Task requirements: Within the entries that follow, show each line where the word "CreateInvoiceRequest" occurs.

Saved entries
== Segment start ==

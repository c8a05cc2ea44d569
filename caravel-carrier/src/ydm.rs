use async_trait::async_trait;
use caravel_order::{CourierPartner, Logistics, Order, OrderStatus};
use reqwest::Client;
use serde::Deserialize;
use serde_json::json;

use crate::session::{Session, SessionCache};
use crate::{normalize_status, CarrierAdapter, CarrierBranch, CarrierError, DispatchReceipt, StatusMapping};

#[derive(Debug, Clone, serde::Serialize, Deserialize)]
pub struct YdmConfig {
    pub base_url: String,
    pub username: String,
    pub password: String,
    #[serde(default = "default_timeout")]
    pub timeout_secs: u64,
}

fn default_timeout() -> u64 {
    15
}

/// YDM courier integration. Session tokens come from a login call and are
/// cached until expiry.
pub struct YdmAdapter {
    http: Client,
    config: YdmConfig,
    sessions: SessionCache,
}

impl YdmAdapter {
    pub fn new(config: YdmConfig) -> Self {
        let http = Client::builder()
            .timeout(std::time::Duration::from_secs(config.timeout_secs))
            .build()
            .expect("Failed to build HTTP client");
        Self {
            http,
            config,
            sessions: SessionCache::new(),
        }
    }

    async fn ensure_session(&self) -> Result<String, CarrierError> {
        if let Some(session) = self.sessions.valid().await {
            return Ok(session.token);
        }

        #[derive(Deserialize)]
        struct LoginResponse {
            token: String,
            expires_in: i64,
        }

        let response = self
            .http
            .post(format!("{}/api/v1/auth/login", self.config.base_url))
            .json(&json!({
                "username": self.config.username,
                "password": self.config.password,
            }))
            .send()
            .await?;

        if !response.status().is_success() {
            return Err(CarrierError::Auth(format!(
                "YDM login returned {}",
                response.status()
            )));
        }

        let body: LoginResponse = response
            .json()
            .await
            .map_err(|e| CarrierError::Protocol(e.to_string()))?;

        let session = Session::new(body.token, body.expires_in);
        let token = session.token.clone();
        self.sessions.store(session).await;
        tracing::debug!("refreshed YDM session");
        Ok(token)
    }
}

#[async_trait]
impl CarrierAdapter for YdmAdapter {
    fn logistics(&self) -> Logistics {
        Logistics::Ydm
    }

    async fn dispatch(&self, order: &Order) -> Result<DispatchReceipt, CarrierError> {
        let token = self.ensure_session().await?;

        #[derive(Deserialize)]
        struct CreateOrderResponse {
            tracking_id: String,
        }

        let response = self
            .http
            .post(format!("{}/api/v1/orders", self.config.base_url))
            .bearer_auth(&token)
            .json(&json!({
                "reference": order.code,
                "receiver_name": order.customer.name,
                "receiver_phone": order.customer.phone.inner(),
                "receiver_address": order.customer.address,
                "receiver_city": order.customer.city,
                "cod_amount": order.cod_amount(),
            }))
            .send()
            .await?;

        if !response.status().is_success() {
            return Err(CarrierError::Protocol(format!(
                "YDM order creation returned {}",
                response.status()
            )));
        }

        let body: CreateOrderResponse = response
            .json()
            .await
            .map_err(|e| CarrierError::Protocol(e.to_string()))?;

        Ok(DispatchReceipt {
            tracking_code: body.tracking_id,
        })
    }

    fn map_external_status(&self, raw: &str) -> StatusMapping {
        let status = match normalize_status(raw).as_str() {
            "order_created" | "order_placed" => {
                OrderStatus::SentToCarrier(CourierPartner::Ydm)
            }
            "picked_up" | "dispatched" => OrderStatus::OutForDelivery,
            "rescheduled" => OrderStatus::Rescheduled,
            "delivered" => OrderStatus::Delivered,
            "cancelled" => OrderStatus::Cancelled,
            "returned" => OrderStatus::ReturnedByCarrier,
            "return_pending" => OrderStatus::ReturnPending,
            _ => return StatusMapping::Unrecognized,
        };
        StatusMapping::Mapped(status)
    }

    async fn branches(&self) -> Result<Vec<CarrierBranch>, CarrierError> {
        let token = self.ensure_session().await?;

        #[derive(Deserialize)]
        struct BranchRow {
            id: i64,
            name: String,
            city: Option<String>,
        }

        let rows: Vec<BranchRow> = self
            .http
            .get(format!("{}/api/v1/branches", self.config.base_url))
            .bearer_auth(&token)
            .send()
            .await?
            .json()
            .await
            .map_err(|e| CarrierError::Protocol(e.to_string()))?;

        Ok(rows
            .into_iter()
            .map(|row| CarrierBranch {
                external_id: row.id.to_string(),
                name: row.name,
                city: row.city,
            })
            .collect())
    }
}
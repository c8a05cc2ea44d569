use axum::{
    extract::{Path, Query, State},
    http::StatusCode,
    Json,
};
use caravel_ledger::{FranchisePaymentLog, Invoice, Statement};
use chrono::NaiveDate;
use serde::{Deserialize, Serialize};
use uuid::Uuid;

use crate::error::AppError;
use crate::state::AppState;

#[derive(Debug, Deserialize)]
pub struct StatementQuery {
    pub start: NaiveDate,
    pub end: NaiveDate,
}

#[derive(Debug, Serialize)]
pub struct PendingCodResponse {
    pub franchise_id: Uuid,
    pub pending_cod: i64,
}

#[derive(Debug, Deserialize)]
pub struct CreateInvoiceRequest {
    pub franchise_id: Uuid,
    pub paid_amount: i64,
}

#[derive(Debug, Deserialize)]
pub struct ApproveInvoiceRequest {
    pub actor_id: Uuid,
}

#[derive(Debug, Deserialize)]
pub struct PaymentLogRequest {
    pub amount: i64,
    pub note: Option<String>,
    pub actor_id: Uuid,
}

/// GET /v1/franchises/{id}/statement?start=&end=
pub async fn franchise_statement(
    State(state): State<AppState>,
    Path(franchise_id): Path<Uuid>,
    Query(query): Query<StatementQuery>,
) -> Result<Json<Statement>, AppError> {
    let statement = state
        .reconciliation
        .statement(franchise_id, query.start, query.end)
        .await?;
    Ok(Json(statement))
}

/// GET /v1/franchises/{id}/pending-cod
pub async fn pending_cod(
    State(state): State<AppState>,
    Path(franchise_id): Path<Uuid>,
) -> Result<Json<PendingCodResponse>, AppError> {
    let pending = state.reconciliation.pending_cod(franchise_id).await?;
    Ok(Json(PendingCodResponse {
        franchise_id,
        pending_cod: pending,
    }))
}

/// POST /v1/invoices
pub async fn create_invoice(
    State(state): State<AppState>,
    Json(request): Json<CreateInvoiceRequest>,
) -> Result<(StatusCode, Json<Invoice>), AppError> {
    let invoice = state
        .invoices
        .create(request.franchise_id, request.paid_amount)
        .await?;
    Ok((StatusCode::CREATED, Json(invoice)))
}

/// POST /v1/invoices/{id}/approve
pub async fn approve_invoice(
    State(state): State<AppState>,
    Path(invoice_id): Path<Uuid>,
    Json(request): Json<ApproveInvoiceRequest>,
) -> Result<Json<Invoice>, AppError> {
    let invoice = state
        .invoices
        .approve(invoice_id, request.actor_id)
        .await?;
    Ok(Json(invoice))
}

/// GET /v1/franchises/{id}/invoices
pub async fn list_invoices(
    State(state): State<AppState>,
    Path(franchise_id): Path<Uuid>,
) -> Result<Json<Vec<Invoice>>, AppError> {
    Ok(Json(state.invoices.for_franchise(franchise_id).await?))
}

/// POST /v1/franchises/{id}/payment-logs
pub async fn log_payment(
    State(state): State<AppState>,
    Path(franchise_id): Path<Uuid>,
    Json(request): Json<PaymentLogRequest>,
) -> Result<(StatusCode, Json<FranchisePaymentLog>), AppError> {
    let log = state
        .invoices
        .log_payment(franchise_id, request.amount, request.note, request.actor_id)
        .await?;
    Ok((StatusCode::CREATED, Json(log)))
}

/// GET /v1/franchises/{id}/payment-logs
pub async fn list_payment_logs(
    State(state): State<AppState>,
    Path(franchise_id): Path<Uuid>,
) -> Result<Json<Vec<FranchisePaymentLog>>, AppError> {
    Ok(Json(
        state.invoices.store().payment_logs_for(franchise_id).await?,
    ))
}
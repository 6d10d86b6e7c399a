//! Execution result types for operations

use crate::LogEntry;

/// Result of executing an operation
///
/// Distinguishes between:
/// - Logged: Operations that mutate board state and should be audited
/// - Unlogged: Read-only operations with no side effects
/// - Failed: Errors (optionally logged)
#[derive(Debug)]
pub enum ExecutionResult<T, E> {
    /// Operation succeeded and should be logged
    Logged { value: T, log_entry: LogEntry },
    /// Operation succeeded but no logging needed (read-only)
    Unlogged { value: T },
    /// Operation failed
    Failed {
        error: E,
        log_entry: Option<LogEntry>,
    },
}

impl<T, E> ExecutionResult<T, E> {
    /// Extract the result (Ok or Err)
    pub fn into_result(self) -> Result<T, E> {
        match self {
            Self::Logged { value, .. } | Self::Unlogged { value } => Ok(value),
            Self::Failed { error, .. } => Err(error),
        }
    }

    /// Get the value and log entry separately
    pub fn split(self) -> (Result<T, E>, Option<LogEntry>) {
        match self {
            Self::Logged { value, log_entry } => (Ok(value), Some(log_entry)),
            Self::Unlogged { value } => (Ok(value), None),
            Self::Failed { error, log_entry } => (Err(error), log_entry),
        }
    }

    /// Check if this should be logged
    pub fn should_log(&self) -> bool {
        matches!(
            self,
            Self::Logged { .. }
                | Self::Failed {
                    log_entry: Some(_),
                    ..
                }
        )
    }
}
//! Board State Store
//!
//! Holds the current [`BoardSnapshot`] and derives a new snapshot for every
//! mutation. A mutation that changes nothing hands back the very same
//! `Arc`, so callers can skip redundant renders and writes with
//! [`Arc::ptr_eq`].

use crate::error::{BoardError, Result};
use crate::ordering::{move_within_list, transfer_between_lists};
use crate::types::{
    Board, BoardSnapshot, Column, ColumnId, ColumnPatch, ColumnWithTasks, Task, TaskId,
};
use std::collections::HashMap;
use std::sync::Arc;
use tracing::debug;

/// Owner of the in-memory board tree
#[derive(Debug, Clone, Default)]
pub struct BoardStore {
    current: Arc<BoardSnapshot>,
    /// Latest claim per task; a move or gesture holding an older one is stale
    claims: HashMap<TaskId, u64>,
    last_claim: u64,
}

impl BoardStore {
    /// Create an empty store (no board loaded)
    pub fn new() -> Self {
        Self::default()
    }

    /// The current snapshot
    pub fn snapshot(&self) -> Arc<BoardSnapshot> {
        Arc::clone(&self.current)
    }

    /// Borrow the current snapshot without bumping the refcount
    pub fn current(&self) -> &BoardSnapshot {
        &self.current
    }

    pub fn is_loaded(&self) -> bool {
        self.current.board.is_some()
    }

    /// Replace the whole tree. Columns and tasks are kept in the given
    /// order and renumbered so `sort_order` matches position.
    pub fn replace_all(&mut self, board: Board, columns: Vec<ColumnWithTasks>) -> Arc<BoardSnapshot> {
        let columns = columns
            .into_iter()
            .enumerate()
            .map(|(index, mut column)| {
                column.column.sort_order = index;
                column.renumber();
                Arc::new(column)
            })
            .collect();

        self.publish(BoardSnapshot {
            board: Some(board),
            columns,
        })
    }

    /// Drop everything (e.g. after a failed load)
    pub fn clear(&mut self) -> Arc<BoardSnapshot> {
        self.publish(BoardSnapshot::default())
    }

    /// Move a task to another index of the same column
    pub fn reorder_task_within_column(
        &mut self,
        column_id: &ColumnId,
        from: usize,
        to: usize,
    ) -> Result<Arc<BoardSnapshot>> {
        let ci = self.column_index(column_id)?;
        let column = &self.current.columns[ci];
        let len = column.tasks.len();
        for index in [from, to] {
            if index >= len {
                return Err(BoardError::IndexOutOfRange {
                    column_id: column_id.to_string(),
                    index,
                    len,
                });
            }
        }
        if from == to {
            return Ok(self.snapshot());
        }

        let mut updated = ColumnWithTasks {
            column: column.column.clone(),
            tasks: move_within_list(&column.tasks, from, to),
        };
        updated.renumber();
        debug!(column_id = %column_id, from, to, "reordered task within column");

        let mut next = (*self.current).clone();
        next.columns[ci] = Arc::new(updated);
        Ok(self.publish(next))
    }

    /// Move `task_id` from `source` to `dest` at `dest_index` (clamped).
    ///
    /// Fails with [`BoardError::TaskNotInColumn`] when the task is not where
    /// the caller claims it is.
    pub fn move_task_across_columns(
        &mut self,
        task_id: &TaskId,
        source: &ColumnId,
        dest: &ColumnId,
        dest_index: usize,
    ) -> Result<Arc<BoardSnapshot>> {
        let si = self.column_index(source)?;
        let di = self.column_index(dest)?;
        let from = self.current.columns[si]
            .position_of(task_id)
            .ok_or_else(|| BoardError::TaskNotInColumn {
                task_id: task_id.to_string(),
                column_id: source.to_string(),
            })?;

        if si == di {
            let last = self.current.columns[si].tasks.len() - 1;
            return self.reorder_task_within_column(source, from, dest_index.min(last));
        }

        let src = &self.current.columns[si];
        let dst = &self.current.columns[di];
        let (src_tasks, dst_tasks) = transfer_between_lists(&src.tasks, &dst.tasks, from, dest_index);

        let mut new_src = ColumnWithTasks {
            column: src.column.clone(),
            tasks: src_tasks,
        };
        let mut new_dst = ColumnWithTasks {
            column: dst.column.clone(),
            tasks: dst_tasks,
        };
        new_src.renumber();
        new_dst.renumber();
        debug!(
            task_id = %task_id,
            source = %source,
            dest = %dest,
            index = dest_index.min(dst.tasks.len()),
            "moved task across columns"
        );

        let mut next = (*self.current).clone();
        next.columns[si] = Arc::new(new_src);
        next.columns[di] = Arc::new(new_dst);
        Ok(self.publish(next))
    }

    /// Update fields of a column
    pub fn patch_column(&mut self, column_id: &ColumnId, patch: &ColumnPatch) -> Result<Arc<BoardSnapshot>> {
        let ci = self.column_index(column_id)?;
        let mut column = (*self.current.columns[ci]).clone();
        if !patch.apply(&mut column.column) {
            return Ok(self.snapshot());
        }

        let mut next = (*self.current).clone();
        next.columns[ci] = Arc::new(column);
        Ok(self.publish(next))
    }

    /// Append a server-confirmed column at the end of the board
    pub fn append_column(&mut self, column: Column) -> Result<Arc<BoardSnapshot>> {
        if self.current.column_index(&column.id).is_some() {
            return Err(BoardError::duplicate_id("column", column.id.to_string()));
        }

        let mut column = ColumnWithTasks::new(column);
        column.column.sort_order = self.current.columns.len();

        let mut next = (*self.current).clone();
        next.columns.push(Arc::new(column));
        Ok(self.publish(next))
    }

    /// Append a server-confirmed task to the end of a column
    pub fn append_task_to_column(&mut self, column_id: &ColumnId, task: Task) -> Result<Arc<BoardSnapshot>> {
        let ci = self.column_index(column_id)?;
        if self.current.locate_task(&task.id).is_some() {
            return Err(BoardError::duplicate_id("task", task.id.to_string()));
        }

        let mut column = (*self.current.columns[ci]).clone();
        column.tasks.push(task);
        column.renumber();

        let mut next = (*self.current).clone();
        next.columns[ci] = Arc::new(column);
        Ok(self.publish(next))
    }

    /// Replace the board metadata with a server-confirmed version
    pub fn patch_board(&mut self, board: Board) -> Result<Arc<BoardSnapshot>> {
        let Some(current) = &self.current.board else {
            return Err(BoardError::BoardNotLoaded);
        };
        if current.id != board.id {
            return Err(BoardError::BoardNotFound {
                id: board.id.to_string(),
            });
        }
        if *current == board {
            return Ok(self.snapshot());
        }

        let mut next = (*self.current).clone();
        next.board = Some(board);
        Ok(self.publish(next))
    }

    /// Register a new move or gesture of `task_id`. Any earlier claim on the
    /// task stops being the latest.
    pub fn claim_task(&mut self, task_id: &TaskId) -> u64 {
        self.last_claim += 1;
        self.claims.insert(task_id.clone(), self.last_claim);
        self.last_claim
    }

    /// True when `claim` is the most recent claim on `task_id`
    pub fn is_latest_claim(&self, task_id: &TaskId, claim: u64) -> bool {
        self.claims.get(task_id) == Some(&claim)
    }

    fn column_index(&self, column_id: &ColumnId) -> Result<usize> {
        self.current
            .column_index(column_id)
            .ok_or_else(|| BoardError::ColumnNotFound {
                id: column_id.to_string(),
            })
    }

    fn publish(&mut self, next: BoardSnapshot) -> Arc<BoardSnapshot> {
        self.current = Arc::new(next);
        self.snapshot()
    }
}
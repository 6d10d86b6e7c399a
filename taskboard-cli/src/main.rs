use clap::Parser;
use std::process;

mod cli;
mod commands;
mod logging;
mod render;

use cli::Cli;

const EXIT_SUCCESS: i32 = 0;
const EXIT_ERROR: i32 = 1;

#[tokio::main]
async fn main() {
    let cli = Cli::parse();
    logging::configure_logging(cli.verbose, cli.debug, cli.quiet);

    let exit_code = match commands::run(cli).await {
        Ok(()) => EXIT_SUCCESS,
        Err(e) => {
            tracing::debug!("command failed: {e:?}");
            eprintln!("Error: {e:#}");
            EXIT_ERROR
        }
    };
    process::exit(exit_code);
}
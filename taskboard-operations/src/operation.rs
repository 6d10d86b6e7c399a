//! The `Operation` and `Execute` traits

use crate::ExecutionResult;
use async_trait::async_trait;
use serde_json::Value;

/// Static metadata describing a command
pub trait Operation {
    /// The action, e.g. "add"
    fn verb(&self) -> &'static str;

    /// The entity acted upon, e.g. "task"
    fn noun(&self) -> &'static str;

    /// Human readable summary
    fn description(&self) -> &'static str;

    /// Canonical op string used in log entries ("add task")
    fn op_string(&self) -> String {
        format!("{} {}", self.verb(), self.noun())
    }
}

/// Execute an operation against a context `C`, failing with `E`
#[async_trait]
pub trait Execute<C, E>: Send + Sync
where
    C: Send + Sync,
    E: Send,
{
    async fn execute(&self, ctx: &C) -> ExecutionResult<Value, E>;
}

/// Implement [`Operation`] for a struct from its verb, noun and description.
#[macro_export]
macro_rules! impl_operation {
    ($ty:ty, verb = $verb:literal, noun = $noun:literal, description = $desc:literal) => {
        impl $crate::Operation for $ty {
            fn verb(&self) -> &'static str {
                $verb
            }

            fn noun(&self) -> &'static str {
                $noun
            }

            fn description(&self) -> &'static str {
                $desc
            }
        }
    };
}

#[cfg(test)]
mod tests {
    use super::*;

    struct RenameColumn;

    impl_operation!(
        RenameColumn,
        verb = "rename",
        noun = "column",
        description = "Rename a column"
    );

    #[test]
    fn test_op_string() {
        let op = RenameColumn;
        assert_eq!(op.verb(), "rename");
        assert_eq!(op.noun(), "column");
        assert_eq!(op.description(), "Rename a column");
        assert_eq!(op.op_string(), "rename column");
    }
}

== Segment end ==

Your solution:
pub struct CreateInvoiceRequest {
    Json(request): Json<CreateInvoiceRequest>,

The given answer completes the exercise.